As a lecturer in sociology for a number of years I was often struck by the interest that sociologists had, and still have, in religion.
Many agree that as an institution, religion has a stabilising effect on society, useful in passing on ‘shared values and norms’ from one generation to the next.
Others would argue that religion has been used through the years by the ruling classes to keep the workers in their place.
One example they point to is the verse in the hymn, ‘All things bright and beautiful,’ which you will no longer find in any contemporary hymnal: ‘The rich man in his castle, the poor man at his gate, God made them high and lowly and ordered their estate’.
One French philosopher had a particular interest in discovering the origins of religion, noting that every society, in any part of the planet at any time in history, had religion of some form at its heart.
And so in 1912 he published his seminal work; The Elementary Forms of the Religious Life.
He could not travel back in time to observe the earliest forms of religion so he studied its development in what he decided was the most primitive race on earth at that time, the Australian aborigine people.
What struck him was their practice of totemism, or the use of totem poles in their worship.
He noted that each clan had a different animal or plant as the focal point of their totem, but what he saw as central to the early stages of the development in their religious practices was that different clans had different priorities and these priorities were reflected in the design of their totem.
So, if a clan placed a high value on, say physical strength, then that clan’s totem would feature an ox. Or if the clan favoured cunning, their totem would feature a fox, and so on.
What he went on to argue was that the individual clans were actually worshipping themselves, or their belief systems. They were projecting their own values onto their view of God.
Now, that was about a hundred years ago, how much has religion changed? Has religion developed significantly? Well, we don’t have totem poles in our churches, but having witnessed and been present at many installations of new ministers in churches up and down the land, and given the process of the ‘hearing committees’ whose job it is to choose the new incumbent, you have to wonder to what extent the new man is their chosen totem.

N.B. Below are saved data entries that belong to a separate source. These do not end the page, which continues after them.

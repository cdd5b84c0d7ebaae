#![allow(dead_code)]

pub mod config;
pub mod mock_tts;
//! Logging for the podcast server
//!
//! Everything is written to stderr: stdout carries the protocol stream.

use tracing_subscriber::{EnvFilter, layer::SubscriberExt, util::SubscriberInitExt};

/// Output format for log lines
#[derive(Debug, Clone, Copy, Default, PartialEq, Eq, clap::ValueEnum)]
pub enum LogFormat {
    /// Human-readable lines
    #[default]
    Text,
    /// One JSON object per line
    Json,
}

/// Initialize the global `tracing` subscriber
///
/// `log_filter` uses `EnvFilter` directive syntax; an invalid filter falls
/// back to `info`.
///
/// # Errors
///
/// Returns an error if a global subscriber was already installed
pub fn init(log_filter: &str, format: LogFormat) -> anyhow::Result<()> {
    let filter = build_filter(log_filter);

    let result = match format {
        LogFormat::Text => {
            let fmt_layer = tracing_subscriber::fmt::layer()
                .with_writer(std::io::stderr)
                .with_ansi(false)
                .with_target(true)
                .with_thread_ids(false)
                .with_file(false)
                .with_line_number(false);

            tracing_subscriber::registry().with(filter).with(fmt_layer).try_init()
        }
        LogFormat::Json => {
            let fmt_layer = tracing_subscriber::fmt::layer()
                .json()
                .with_writer(std::io::stderr)
                .with_target(true)
                .with_current_span(true);

            tracing_subscriber::registry().with(filter).with(fmt_layer).try_init()
        }
    };

    result.map_err(|e| anyhow::anyhow!("failed to initialize logging: {e}"))
}

fn build_filter(log_filter: &str) -> EnvFilter {
    EnvFilter::try_new(log_filter).unwrap_or_else(|_| EnvFilter::new("info"))
}

#[cfg(test)]
mod tests {
    use super::*;

    #[test]
    fn invalid_filter_falls_back_to_info() {
        let filter = build_filter("podcaster=loud");
        assert_eq!(filter.to_string(), "info");
    }

    #[test]
    fn valid_filter_is_kept() {
        let filter = build_filter("podcaster_core=debug");
        assert_eq!(filter.to_string(), "podcaster_core=debug");
    }

    #[test]
    fn second_init_reports_error() {
        // The first call may race with other tests in this binary, so only
        // the second one is asserted.
        let _ = init("info", LogFormat::Text);
        assert!(init("info", LogFormat::Json).is_err());
    }
}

Could that be why there are over 30,000 different Christian sects and denominations in existence today?
Jesus said, ‘I am the way, I am the truth, I am the life’, but we have managed to carve him up into thousands of parts, projected our narrow beliefs and values into the relevant bit, and thus we worship ourselves.
Therefore, can it be a surprise to hear the prophet Jeremiah urging us to ditch our totems: ‘You will seek me and find me when you seek me with all your heart?’
In other words, be earnest and determined in your search and you’ll find me, but go about it in a half-hearted way and you’ll end up with your own personal totem.